(Bloomberg) -- Investor confidence in Germany’s economy slumped to the lowest since 2011 as the country faces the growing prospect of a recession and risks mount that it’s shut off from Russian energy supplies.

Snapping two months of gains, the ZEW institute’s gauge of expectations fell to -53.8 in July from -28 in the previous month, missing economists’ estimates. An index of current conditions also deteriorated.

“The current major concerns about the energy supply in Germany, the ECB’s announced interest rate hike and further pandemic-related restrictions in China have led to a considerable deterioration in the economic outlook,” ZEW President Achim Wambach said Tuesday in a statement.
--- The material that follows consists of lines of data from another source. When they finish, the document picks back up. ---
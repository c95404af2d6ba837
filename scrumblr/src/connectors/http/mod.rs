//! HTTP access to the remote task store.
//!
//! The [`Transport`] trait is the seam between the sync layer and the network: it only
//! moves bytes and reports failures that happen before a body is obtained. A concrete
//! implementation on top of `reqwest` lives in the `reqwest_client` submodule.

#[cfg(test)]
use mockall::automock;
use serde_json::Value;
use thiserror::Error;

pub mod reqwest_client;

pub use reqwest_client::ReqwestTransport;

/// Failures before a response body could be read.
#[derive(Error, Debug, Clone, PartialEq, Eq)]
pub enum TransportError {
    /// The request did not complete within the configured timeout
    #[error("Request to {url} timed out")]
    Timeout { url: String },
    /// The connection failed or the body could not be read
    #[error("Request to {url} failed: {message}")]
    Request { url: String, message: String },
    /// The server answered with a non-success status and no usable explanation
    #[error("Server answered with HTTP {status}")]
    Status { status: u16 },
    #[error("Cannot build HTTP client: {0}")]
    Setup(String),
}

/// Status and raw text of a response.
#[derive(Debug, Clone, PartialEq, Eq)]
pub struct HttpResponse {
    pub status: u16,
    pub body: String,
}

impl HttpResponse {
    pub fn new(status: u16, body: impl Into<String>) -> Self {
        Self {
            status,
            body: body.into(),
        }
    }

    pub fn is_success(&self) -> bool {
        (200..300).contains(&self.status)
    }
}

#[cfg_attr(test, automock)]
pub trait Transport {
    async fn get(&self, url: &str) -> Result<HttpResponse, TransportError>;
    async fn post_json(&self, url: &str, body: &Value) -> Result<HttpResponse, TransportError>;
}

#[cfg(test)]
mod tests {
    use super::*;

    #[test]
    fn test_success_range() {
        assert!(HttpResponse::new(200, "").is_success());
        assert!(HttpResponse::new(201, "").is_success());
        assert!(!HttpResponse::new(400, "").is_success());
        assert!(!HttpResponse::new(500, "").is_success());
    }
}
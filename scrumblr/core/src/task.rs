use chrono::NaiveDate;
use serde::{Deserialize, Serialize};
use std::fmt::{Display, Formatter};
use std::str::FromStr;
use thiserror::Error;

/// Format the board prompts for when asking for a due date.
pub const DUE_DATE_FORMAT: &str = "%m-%d-%Y";

const TBD: &str = "TBD";

/// Progress of a task. Each value is shown in exactly one column of the board.
#[derive(Debug, Clone, Copy, PartialEq, Eq, Hash, Default, Serialize, Deserialize)]
pub enum Status {
    #[default]
    #[serde(rename = "Not Started")]
    NotStarted,
    #[serde(rename = "In Progress")]
    InProgress,
    #[serde(rename = "Completed")]
    Completed,
}

impl Status {
    pub const ALL: [Status; 3] = [Status::NotStarted, Status::InProgress, Status::Completed];

    pub fn as_str(&self) -> &'static str {
        match self {
            Status::NotStarted => "Not Started",
            Status::InProgress => "In Progress",
            Status::Completed => "Completed",
        }
    }
}

impl Display for Status {
    fn fmt(&self, f: &mut Formatter<'_>) -> std::fmt::Result {
        f.write_str(self.as_str())
    }
}

#[derive(Error, Debug, Clone, PartialEq, Eq)]
#[error("Unknown status '{0}'")]
pub struct UnknownStatus(pub String);

impl FromStr for Status {
    type Err = UnknownStatus;

    fn from_str(s: &str) -> Result<Self, Self::Err> {
        Status::ALL
            .into_iter()
            .find(|status| status.as_str() == s)
            .ok_or_else(|| UnknownStatus(s.to_string()))
    }
}

/// User input that cannot be sent to the store.
#[derive(Error, Debug, Clone, PartialEq, Eq)]
pub enum ValidationError {
    #[error("Task title is required")]
    EmptyTitle,
    #[error("Due date '{0}' is not in MM-DD-YYYY format")]
    InvalidDueDate(String),
}

/// A task as the board knows it. The id is always the one assigned by the store.
#[derive(Debug, Clone, PartialEq, Eq, Serialize)]
#[serde(rename_all = "camelCase")]
pub struct Task {
    pub id: String,
    pub title: String,
    pub assignee: String,
    pub due_date: String,
    pub status: Status,
}

impl Task {
    /// Due date as shown on a card.
    pub fn due_label(&self) -> &str {
        if self.due_date.trim().is_empty() {
            TBD
        } else {
            &self.due_date
        }
    }

    /// Applies the fields present in `edit`, leaving the rest untouched.
    pub fn apply(&mut self, edit: &TaskEdit) {
        if let Some(title) = &edit.title {
            self.title = title.trim().to_string();
        }
        if let Some(assignee) = &edit.assignee {
            self.assignee = assignee.trim().to_string();
        }
        if let Some(due_date) = &edit.due_date {
            self.due_date = due_date.trim().to_string();
        }
    }
}

/// Task as it travels over the wire. The store and its proxies disagree on the name of
/// the identifier, so all known spellings are accepted here and nowhere else.
#[derive(Debug, Clone, Default, PartialEq, Deserialize)]
pub struct TaskRecord {
    #[serde(default)]
    pub id: Option<String>,
    #[serde(default, rename = "taskId")]
    pub task_id: Option<String>,
    #[serde(default, rename = "taskID")]
    pub task_id_upper: Option<String>,
    #[serde(default)]
    pub title: Option<String>,
    #[serde(default)]
    pub assignee: Option<String>,
    #[serde(default, rename = "dueDate")]
    pub due_date: Option<String>,
    #[serde(default)]
    pub status: Option<String>,
}

impl TaskRecord {
    /// The identifier, preferring `taskId`, then `id`, then `taskID`. Blank ids count as missing.
    pub fn identifier(&self) -> Option<&str> {
        [&self.task_id, &self.id, &self.task_id_upper]
            .into_iter()
            .flatten()
            .map(|id| id.as_str())
            .find(|id| !id.trim().is_empty())
    }

    /// Converts into a [`Task`], or `None` when the record carries no usable id.
    ///
    /// A missing status means "Not Started". An unrecognised one is logged and placed
    /// in the first column as well.
    pub fn into_task(self) -> Option<Task> {
        let id = self.identifier()?.to_string();
        let status = match self.status.as_deref() {
            None | Some("") => Status::default(),
            Some(raw) => raw.parse::<Status>().unwrap_or_else(|err| {
                tracing::warn!(task_id = %id, "{err}, placing task in the first column");
                Status::default()
            }),
        };
        Some(Task {
            id,
            title: self.title.unwrap_or_default(),
            assignee: self.assignee.unwrap_or_default(),
            due_date: self.due_date.unwrap_or_default(),
            status,
        })
    }
}

/// A task that has not been stored yet.
#[derive(Debug, Clone, PartialEq, Eq, Serialize)]
#[serde(rename_all = "camelCase")]
pub struct NewTask {
    pub title: String,
    pub assignee: String,
    pub due_date: String,
    pub status: Status,
}

impl NewTask {
    pub fn new(
        title: impl Into<String>,
        assignee: impl Into<String>,
        due_date: impl Into<String>,
        status: Status,
    ) -> Self {
        Self {
            title: title.into().trim().to_string(),
            assignee: assignee.into().trim().to_string(),
            due_date: due_date.into().trim().to_string(),
            status,
        }
    }

    pub fn validate(&self) -> Result<(), ValidationError> {
        validate_title(&self.title)?;
        validate_due_date(&self.due_date)
    }
}

/// Field changes requested from the edit dialog. `None` keeps the current value.
#[derive(Debug, Clone, Default, PartialEq, Eq)]
pub struct TaskEdit {
    pub title: Option<String>,
    pub assignee: Option<String>,
    pub due_date: Option<String>,
}

impl TaskEdit {
    pub fn is_empty(&self) -> bool {
        self.title.is_none() && self.assignee.is_none() && self.due_date.is_none()
    }

    pub fn validate(&self) -> Result<(), ValidationError> {
        if let Some(title) = &self.title {
            validate_title(title)?;
        }
        match &self.due_date {
            Some(due_date) => validate_due_date(due_date),
            None => Ok(()),
        }
    }
}

fn validate_title(title: &str) -> Result<(), ValidationError> {
    if title.trim().is_empty() {
        return Err(ValidationError::EmptyTitle);
    }
    Ok(())
}

fn validate_due_date(due_date: &str) -> Result<(), ValidationError> {
    let due_date = due_date.trim();
    if due_date.is_empty() {
        return Ok(());
    }
    NaiveDate::parse_from_str(due_date, DUE_DATE_FORMAT)
        .map(|_| ())
        .map_err(|_| ValidationError::InvalidDueDate(due_date.to_string()))
}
Europe’s largest economy is among the region’s worst-hit by the war in Ukraine as record inflation cools demand and supply-chain disruptions starve factories of components. There’s a a 55% chance that Germany will slip into a recession in the next year, according to analysts polled by Bloomberg.

Natural-gas flows from Russia, on which the country is highly dependent, have declined in recent weeks before shipments through the Nord Stream 1 pipeline were halted for two weeks of maintenance. If they don’t come back online, Germany may face energy rationing that would harm its key manufacturing industry. 

The situation has already led energy giant Uniper SE to ask the government for a bailout. The company may need about 9 billion euros ($9 billion) -- more than twice its market value -- as it tries to replace Russian gas supply with higher-priced alternatives.

The global squeeze on energy supply that’s triggered shortages and sent power and fuel prices surging may yet get worse, the head of the International Energy Agency said Tuesday, telling an event in Sydney that “the world has never witnessed” such a major crisis.

“Expectations for energy-intensive and export-oriented sectors of the economy have fallen particularly sharply, and private consumption is also assessed as significantly weaker,” Wambach said.

 

(Updates with IEA, more from Wambach in last two paragraphs.)